Se o hábito de fumar representava emancipação e status ao fumante (pelas marcas consumidas), o vício era iminente, levando o usuário à total dependência. Penso eu, e me coloco como exemplo, que o consumo do fumo deveria ser eventual, ocasional, sem impulsos levados pela ansiedade e que fatalmente levam ao vício. Já fumei eventualmente – até outros tipos de cigarros – mas jamais me deixei levar pelo prazer que os tragos no fumo proporcionam. Infelizmente, por muito tempo os apelos dos comerciais de cigarro procuraram associar o hábito de fumar a uma vida saudável apresentando atores e pessoas jovens fumando em momentos de lazer ou praticando esportes ao ar livre.

Hoje, na maioria dos lugares fechados, público ou não, é proibido fumar, mas nem sempre foi assim. Nos escritórios, repartições públicas, ônibus, aviões, etc., cadeiras e cortinas cheiravam a fumo. Nos aviões, normalmente as últimas fileiras de poltronas eram reservadas aos fumantes como se a fumaça exalada respeitasse esse limite e não incomodasse a todos. Nossa roupa ficava impregnada pelo odor da fuligem exalada. Pior, os fumantes passivos tinham seus pulmões contaminados quase tanto quanto os de quem fumava propriamente. Trabalhei num ambiente fechado onde havia muitos fumantes e depois de várias horas a fumaça em névoa pairava no ar contra a iluminação do ambiente. Era insalubre, insuportável e ainda tínhamos de aguentar a presunção e arrogância dos fumantes que desdenhavam de qualquer argumento racional contra o fumo naquele ambiente fechado.

No final dos anos 80, mesmo indo de encontro a interesses econômicos, muitas campanhas do Ministério da Saúde procuraram desencorajar futuros potenciais fumantes, mostrando os malefícios que o vício ao fumo trazia. De início os comerciais de cigarros na TV foram obrigados a trazerem advertência contra o fumo; em seguida ficou proibida qualquer propaganda de cigarros. A partir de 1996 várias leis e decretos foram instituídos restringindo o uso (ou o abuso) do fumo em ambientes fechados ou parcialmente fechados, buscando sempre conscientizar as pessoas quanto ao uso do cigarro e seus males e, por conseguinte, proteger a saúde de tantos outros que durante muito tempo se sentiram impotentes, intimidados que eram quando reclamavam da qualidade do ar que respiravam nos seus locais de trabalho. Apenas com a aprovação das leis antitabagismo é que houve um disciplinamento do fumo em lugares de convivência laboral ou social e muita gente se sentiu incentivada a largar o vício.

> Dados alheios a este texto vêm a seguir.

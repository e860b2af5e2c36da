//! Median cut over the distinct colors of the source.

use std::ops::Range;

use super::mean_color;
use crate::color::{Color32, WorkingColorSpace};

struct Entry {
    color: Color32,
    weight: u32,
    working: [f32; 3],
}

/// Widest channel of `entries` and its extent, ties going to R, then G.
fn widest_axis(entries: &[Entry]) -> (usize, f32) {
    let mut min = [f32::MAX; 3];
    let mut max = [f32::MIN; 3];
    for entry in entries {
        for axis in 0..3 {
            min[axis] = min[axis].min(entry.working[axis]);
            max[axis] = max[axis].max(entry.working[axis]);
        }
    }
    let mut best = (0, max[0] - min[0]);
    for axis in 1..3 {
        let extent = max[axis] - min[axis];
        if extent > best.1 {
            best = (axis, extent);
        }
    }
    best
}

/// Sort a bucket along `axis` and split it at its weighted median.
fn split(entries: &mut [Entry], axis: usize) -> usize {
    entries.sort_by_key(|e| {
        let rgb = [e.color.r, e.color.g, e.color.b];
        (rgb[axis], rgb[0], rgb[1], rgb[2])
    });
    let total: u64 = entries.iter().map(|e| e.weight as u64).sum();
    let mut acc = 0u64;
    let mut mid = entries.len();
    for (i, entry) in entries.iter().enumerate() {
        acc += entry.weight as u64;
        if acc * 2 >= total {
            mid = i + 1;
            break;
        }
    }
    mid.clamp(1, entries.len() - 1)
}

fn bucket_color(entries: &[Entry], space: WorkingColorSpace) -> Color32 {
    let mut sums = [0.0f64; 3];
    let mut weight = 0.0;
    for entry in entries {
        let w = entry.weight as f64;
        for (sum, v) in sums.iter_mut().zip(entry.working) {
            *sum += v as f64 * w;
        }
        weight += w;
    }
    mean_color(sums, weight, space)
}

/// Reduce `colors` to at most `max_colors` bucket means, in bucket order.
pub(super) fn reduce(
    colors: &[(Color32, u32)],
    max_colors: usize,
    space: WorkingColorSpace,
) -> Vec<Color32> {
    let mut entries: Vec<Entry> = colors
        .iter()
        .map(|&(color, weight)| Entry {
            color,
            weight,
            working: space.to_working(color),
        })
        .collect();
    let mut buckets: Vec<Range<usize>> = vec![0..entries.len()];

    while buckets.len() < max_colors {
        let mut chosen: Option<(usize, usize, f32)> = None;
        for (position, bucket) in buckets.iter().enumerate() {
            if bucket.len() < 2 {
                continue;
            }
            let (axis, extent) = widest_axis(&entries[bucket.clone()]);
            if chosen.map_or(true, |(_, _, best)| extent > best) {
                chosen = Some((position, axis, extent));
            }
        }
        let Some((position, axis, _)) = chosen else {
            break;
        };

        let bucket = buckets[position].clone();
        let mid = bucket.start + split(&mut entries[bucket.clone()], axis);
        buckets[position] = bucket.start..mid;
        buckets.push(mid..bucket.end);
    }

    buckets
        .into_iter()
        .map(|bucket| bucket_color(&entries[bucket], space))
        .collect()
}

Sendo um problema cujas consequência tem efeitos de longo prazo, o nosso sistema de saúde ainda arca com o ônus de décadas de vício ao tabaco. O Ministério da Saúde gasta mais de 100 bilhões de reais por ano com tratamento de doenças e incapacitações relacionadas ao tabagismo. Felizmente as campanhas educativas tem desencorajado os jovens a fazerem uso do cigarro e o número de fumantes no país tem decrescido nas últimas décadas. Essa nova realidade aliviará no futuro próximo o orçamento do MS para gastos com o tratamento das doenças cardiorrespiratórias associadas ao fumo. E, como estudioso da Geografia, eu não podia deixar de pontuar aqui um detalhe: nos lugares mais frios, ironicamente mais desenvolvidos do Brasil, o percentual de fumantes na população é maior. Os estados com os menores índices de fumantes estão no Nordeste enquanto os maiores índices estão no Sudeste e Sul do país. Os nordestinos tem dado um ótimo exemplo de adesão às campanhas antitabagismo dos últimos anos.

Dermival Moreira – autor de “Identidade e Realidade”.